A. Histological analyses of KO and WT islets at 12 hs after transplantation. Apoptosis (TUNEL-positive), necrosis (eosin-positive without nucleus area) and proliferation (Ki67-positive) were seen in both the KO (n = 5) and WT (n = 6) groups, but they were less prominent in the KO group. The images (insulin, TUNEL, HE, Ki67) were of the same location. The dashed lines indicate the border of the transplanted islets. The size of the scale bar was 100 μm. B. Quantification of the digitalized images showing apoptosis, necrosis and proliferation. The data confirms that apoptosis of transplanted islets at 12 hs was lower in the KO group. The statistical analysis was done using the Mann–Whitney U test.
Fig 5
Fig 5. Expression of HIF-1α in transplanted islets at 12 hs after transplantation and Western blotting of islets cultured under hypoxic conditions.

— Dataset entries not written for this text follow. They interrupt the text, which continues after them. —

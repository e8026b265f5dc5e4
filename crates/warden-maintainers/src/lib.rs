//! maintainer registry
//!
//! registration and status of committee members, jail terms, epochs, epoch
//! scores and rewards. the epoch orchestrator lives in [`orchestrator`] and
//! drives the TSS coordinator through [`TssManager`]; the coordinator reports
//! back through [`RegistryHooks`].
//!
//! ## member status
//!
//! ```text
//! register ──▶ Registered ──activate──▶ Standby ◀──▶ Ready ──▶ Active
//!                  │                      ▲  │                   │
//!                  └──────revoke──────────┼──┴──▶ Revoked ◀──────┘
//!                                  release│
//!                                      Jailed ◀── slash limit
//! ```

use std::collections::BTreeMap;

use tracing::{debug, info};
use warden_primitives::{
    crypto, params, Address, BlockNumber, EpochId, MaintainerHooks, MaintainerStatus,
    ParameterStore, TssManager, ValidatorSource, MAX_MAINTAINER_LIMIT, MIN_MAINTAINERS,
};

mod error;
pub mod orchestrator;
pub mod rewards;
mod types;


pub use error::{MaintainerError, Result};
pub use rewards::{reward_weight, split_reward};
pub use types::{
    Epoch, EpochScore, EpochState, Maintainer, MaintainerEvent, MaintainerKeys,
    OrchestrateOutcome, RewardOutcome, RewardReport,
};

#[derive(Clone, Debug)]
pub struct MaintainerRegistry {
    /// keyed by validator identity
    maintainers: BTreeMap<Address, Maintainer>,
    /// committee account -> validator
    accounts: BTreeMap<Address, Address>,
    epochs: BTreeMap<EpochId, Epoch>,
    state: EpochState,
    /// validator -> release block
    jail: BTreeMap<Address, BlockNumber>,
    scores: BTreeMap<EpochId, EpochScore>,
    maintainer_limit: usize,
    events: Vec<MaintainerEvent>,
}

impl Default for MaintainerRegistry {
    fn default() -> Self {
        Self {
            maintainers: BTreeMap::new(),
            accounts: BTreeMap::new(),
            epochs: BTreeMap::new(),
            state: EpochState::default(),
            jail: BTreeMap::new(),
            scores: BTreeMap::new(),
            maintainer_limit: MAX_MAINTAINER_LIMIT,
            events: Vec::new(),
        }
    }
}

impl MaintainerRegistry {
    pub fn new(maintainer_limit: usize) -> Result<Self> {
        let mut registry = Self::default();
        registry.maintainer_limit = check_limit(maintainer_limit)?;
        Ok(registry)
    }

    pub fn take_events(&mut self) -> Vec<MaintainerEvent> {
        core::mem::take(&mut self.events)
    }

    // ============ views ============

    pub fn maintainer(&self, validator: &Address) -> Option<&Maintainer> {
        self.maintainers.get(validator)
    }

    pub fn maintainer_by_account(&self, account: &Address) -> Option<&Maintainer> {
        self.accounts.get(account).and_then(|v| self.maintainers.get(v))
    }

    /// maintainers for the given validators, skipping unknown ones
    pub fn maintainer_infos(&self, validators: &[Address]) -> Vec<&Maintainer> {
        validators.iter().filter_map(|v| self.maintainers.get(v)).collect()
    }

    pub fn maintainers(&self) -> impl Iterator<Item = &Maintainer> {
        self.maintainers.values()
    }

    pub fn epoch_info(&self, epoch_id: EpochId) -> Option<&Epoch> {
        self.epochs.get(&epoch_id)
    }

    pub fn epoch_state(&self) -> EpochState {
        self.state
    }

    pub fn epoch_score(&self, epoch_id: EpochId) -> Option<&EpochScore> {
        self.scores.get(&epoch_id)
    }

    pub fn jail_release(&self, validator: &Address) -> Option<BlockNumber> {
        self.jail.get(validator).copied()
    }

    pub fn maintainer_limit(&self) -> usize {
        self.maintainer_limit
    }

    // ============ member operations ============

    pub fn register<V: ValidatorSource + ?Sized>(
        &mut self,
        now: BlockNumber,
        validators: &V,
        who: &Address,
        keys: MaintainerKeys,
    ) -> Result<()> {
        if !validators.is_validator(who) {
            return Err(MaintainerError::OnlyValidator);
        }
        if self.maintainers.contains_key(who) {
            return Err(MaintainerError::AlreadyRegistered(*who));
        }
        if self.accounts.contains_key(&keys.account) {
            return Err(MaintainerError::AccountTaken(keys.account));
        }
        check_keys(&keys)?;

        let account = keys.account;
        self.accounts.insert(account, *who);
        self.maintainers.insert(
            *who,
            Maintainer {
                validator: *who,
                account,
                status: MaintainerStatus::Registered,
                secp256k1_pubkey: keys.secp256k1_pubkey,
                ed25519_pubkey: keys.ed25519_pubkey,
                p2p_address: keys.p2p_address,
                last_heartbeat: now,
                last_active_epoch: 0,
                registered_block: now,
            },
        );
        info!(validator = %who, %account, "maintainer registered");
        self.events.push(MaintainerEvent::Registered { validator: *who, account });
        Ok(())
    }

    /// replace keys; only before the maintainer asked to be elected
    pub fn update(&mut self, who: &Address, keys: MaintainerKeys) -> Result<()> {
        let m = self.maintainers.get(who).ok_or(MaintainerError::NotRegistered(*who))?;
        if m.status != MaintainerStatus::Registered {
            return Err(MaintainerError::InvalidStatus { action: "update", actual: m.status });
        }
        if keys.account != m.account && self.accounts.contains_key(&keys.account) {
            return Err(MaintainerError::AccountTaken(keys.account));
        }
        check_keys(&keys)?;

        let old_account = m.account;
        self.accounts.remove(&old_account);
        self.accounts.insert(keys.account, *who);
        if let Some(m) = self.maintainers.get_mut(who) {
            m.account = keys.account;
            m.secp256k1_pubkey = keys.secp256k1_pubkey;
            m.ed25519_pubkey = keys.ed25519_pubkey;
            m.p2p_address = keys.p2p_address;
        }
        self.events.push(MaintainerEvent::Updated { validator: *who });
        Ok(())
    }

    /// opt in to elections
    pub fn activate(&mut self, who: &Address) -> Result<()> {
        let m = self.maintainers.get_mut(who).ok_or(MaintainerError::NotRegistered(*who))?;
        if m.status != MaintainerStatus::Registered {
            return Err(MaintainerError::InvalidStatus { action: "activate", actual: m.status });
        }
        m.status = MaintainerStatus::Standby;
        info!(validator = %who, "maintainer on standby");
        self.events.push(MaintainerEvent::Activated { validator: *who });
        Ok(())
    }

    /// opt out; a sitting member keeps signing until its epoch retires
    pub fn revoke(&mut self, who: &Address) -> Result<()> {
        let m = self.maintainers.get_mut(who).ok_or(MaintainerError::NotRegistered(*who))?;
        match m.status {
            MaintainerStatus::Registered
            | MaintainerStatus::Standby
            | MaintainerStatus::Ready
            | MaintainerStatus::Active => {}
            actual => return Err(MaintainerError::InvalidStatus { action: "revoke", actual }),
        }
        m.status = MaintainerStatus::Revoked;
        info!(validator = %who, "maintainer revoked");
        self.events.push(MaintainerEvent::Revoked { validator: *who });
        Ok(())
    }

    pub fn heartbeat(&mut self, now: BlockNumber, account: &Address) -> Result<()> {
        let validator = *self
            .accounts
            .get(account)
            .ok_or(MaintainerError::UnknownAccount(*account))?;
        if let Some(m) = self.maintainers.get_mut(&validator) {
            m.last_heartbeat = now;
        }
        debug!(%account, block = now, "heartbeat");
        self.events.push(MaintainerEvent::Heartbeat { account: *account, block: now });
        Ok(())
    }

    pub fn deregister(&mut self, who: &Address) -> Result<()> {
        let m = self.maintainers.get(who).ok_or(MaintainerError::NotRegistered(*who))?;
        match m.status {
            MaintainerStatus::Jailed | MaintainerStatus::Ready | MaintainerStatus::Active => {
                return Err(MaintainerError::InvalidStatus { action: "deregister", actual: m.status })
            }
            _ => {}
        }
        if self.recently_active(m) {
            return Err(MaintainerError::RecentlyActive);
        }

        let account = m.account;
        self.accounts.remove(&account);
        self.maintainers.remove(who);
        info!(validator = %who, "maintainer deregistered");
        self.events.push(MaintainerEvent::Deregistered { validator: *who });
        Ok(())
    }

    /// served the current or previous epoch, or sits in the running election
    fn recently_active(&self, m: &Maintainer) -> bool {
        if m.last_active_epoch != 0 && m.last_active_epoch + 1 >= self.state.current_epoch {
            return true;
        }
        [self.state.current_epoch, self.state.election_epoch]
            .iter()
            .filter_map(|id| self.epochs.get(id))
            .any(|e| e.maintainers.contains(&m.account))
    }

    /// admin call; the caller checks the admin
    pub fn set_maintainer_limit(&mut self, limit: usize) -> Result<()> {
        self.maintainer_limit = check_limit(limit)?;
        info!(limit, "maintainer limit set");
        self.events.push(MaintainerEvent::MaintainerLimitSet { limit });
        Ok(())
    }

    // ============ jail and scores ============

    fn jail_account(&mut self, now: BlockNumber, jail_block: BlockNumber, account: &Address) -> Result<()> {
        let validator = *self
            .accounts
            .get(account)
            .ok_or(MaintainerError::UnknownAccount(*account))?;
        let Some(m) = self.maintainers.get_mut(&validator) else {
            return Err(MaintainerError::UnknownAccount(*account));
        };
        // revoked members stay revoked; a running term is not extended
        if matches!(m.status, MaintainerStatus::Jailed | MaintainerStatus::Revoked) {
            return Ok(());
        }
        m.status = MaintainerStatus::Jailed;
        let release_block = now.saturating_add(jail_block);
        self.jail.insert(validator, release_block);
        info!(%account, release_block, "maintainer jailed");
        self.events.push(MaintainerEvent::Jailed { account: *account, release_block });
        Ok(())
    }

    /// lazy sweep of expired jail terms; released members start over
    pub fn release_jailed<T: TssManager + ?Sized>(&mut self, now: BlockNumber, tss: &mut T) -> usize {
        let expired: Vec<Address> = self
            .jail
            .iter()
            .filter(|(_, release)| **release <= now)
            .map(|(v, _)| *v)
            .collect();

        let sitting = self
            .epochs
            .get(&self.state.current_epoch)
            .map(|e| e.maintainers.clone())
            .unwrap_or_default();
        for validator in &expired {
            self.jail.remove(validator);
            let Some(m) = self.maintainers.get_mut(validator) else { continue };
            if m.status == MaintainerStatus::Jailed {
                // a member of the serving committee is still signing
                m.status = if sitting.contains(&m.account) {
                    MaintainerStatus::Active
                } else {
                    MaintainerStatus::Standby
                };
            }
            tss.reset_slash_point(&m.account);
            info!(account = %m.account, "maintainer released from jail");
            self.events.push(MaintainerEvent::Released { account: m.account });
        }
        expired.len()
    }

    fn add_score(&mut self, epoch_id: EpochId, account: &Address, score: u128) {
        let entry = self.scores.entry(epoch_id).or_default();
        entry.total = entry.total.saturating_add(score);
        let per = entry.per_member.entry(*account).or_default();
        *per = per.saturating_add(score);
    }
}

fn check_limit(limit: usize) -> Result<usize> {
    if !(MIN_MAINTAINERS..=MAX_MAINTAINER_LIMIT).contains(&limit) {
        return Err(MaintainerError::InvalidLimit(limit));
    }
    Ok(limit)
}

fn check_keys(keys: &MaintainerKeys) -> Result<()> {
    crypto::validate_pubkey(&keys.secp256k1_pubkey)?;
    let derived = crypto::pubkey_to_address(&keys.secp256k1_pubkey);
    if derived != keys.account {
        return Err(MaintainerError::AccountMismatch { declared: keys.account, derived });
    }
    if keys.ed25519_pubkey == [0u8; 32] {
        return Err(MaintainerError::EmptyEd25519Key);
    }
    if keys.p2p_address.trim().is_empty() {
        return Err(MaintainerError::EmptyP2pAddress);
    }
    Ok(())
}

/// registry as seen by the TSS coordinator during one call
pub struct RegistryHooks<'a, P: ?Sized> {
    pub registry: &'a mut MaintainerRegistry,
    pub params: &'a P,
    pub now: BlockNumber,
}

impl<'a, P: ParameterStore + ?Sized> RegistryHooks<'a, P> {
    pub fn new(registry: &'a mut MaintainerRegistry, params: &'a P, now: BlockNumber) -> Self {
        Self { registry, params, now }
    }
}

impl<P: ParameterStore + ?Sized> MaintainerHooks for RegistryHooks<'_, P> {
    type Error = MaintainerError;

    fn add_to_jail(&mut self, account: &Address) -> Result<()> {
        let jail_block = self.params.get_u64(params::JAIL_BLOCK);
        self.registry.jail_account(self.now, jail_block, account)
    }

    fn add_score(&mut self, epoch_id: EpochId, account: &Address, score: u128) {
        self.registry.add_score(epoch_id, account, score);
    }
}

A. Histological analysis of transplanted PHLDA3-deficient (KO) islets. The expression of HIF-1α was not strong, but relatively higher than in the surrounding liver tissue. The dashed line indicates the border of the transplanted islet. The size of the scale bar was 100 μm. B and C. Density of HIF-1α—positive islet cells (B) and ratio of density between islet and HIF-1α-negative area (C). The numbers of mice were 5 in the KO group and 6 in the WT group. These data revealed that the expression of HIF-1α was significantly stronger in KO group. The statistical analysis was done using the Mann–Whitney U test. D-F. Expression of HIF-1α (D), total and phosphorylation (p) of Akt (E), total and phosphorylation (p) of Akt substrates (F, MDM2, GSK3-β, S6K and 4E-BP1) in PHLDA3-deficient (K) and wild-type (W) islets in normoxic (N) and hypoxic (H) conditions were assessed by Western blotting. Expression of β-actin is also assessed. Same β-actin blot appears for pAkt(S473) and pS6K, pAkt(T308), pMDM2 and pGSK3-β, and total GSK3-β, total S6K and p4E-BP1, since they derive from the same blot. Akt was strongly phosphorylated in PHLDA3-deficient islets under hypoxic conditions. Phosphorylation of Akt-substrate MDM2 and GSK3-β were also induced in PHLDA3-deficient islets. HIF-1α was stabilized in PHLDA3-deficient islets, especially under hypoxic conditions.
Fig 6
Fig 6. Proposed mechanism underlying the effects of PHLDA3 deficiency on islet transplantation.
Modulation of the PI3K / Akt signaling pathway is proposed to be responsible for improved cell growth and reduced apoptosis seen with transplanted PHLDA3-deficient islets under hypoxic conditions.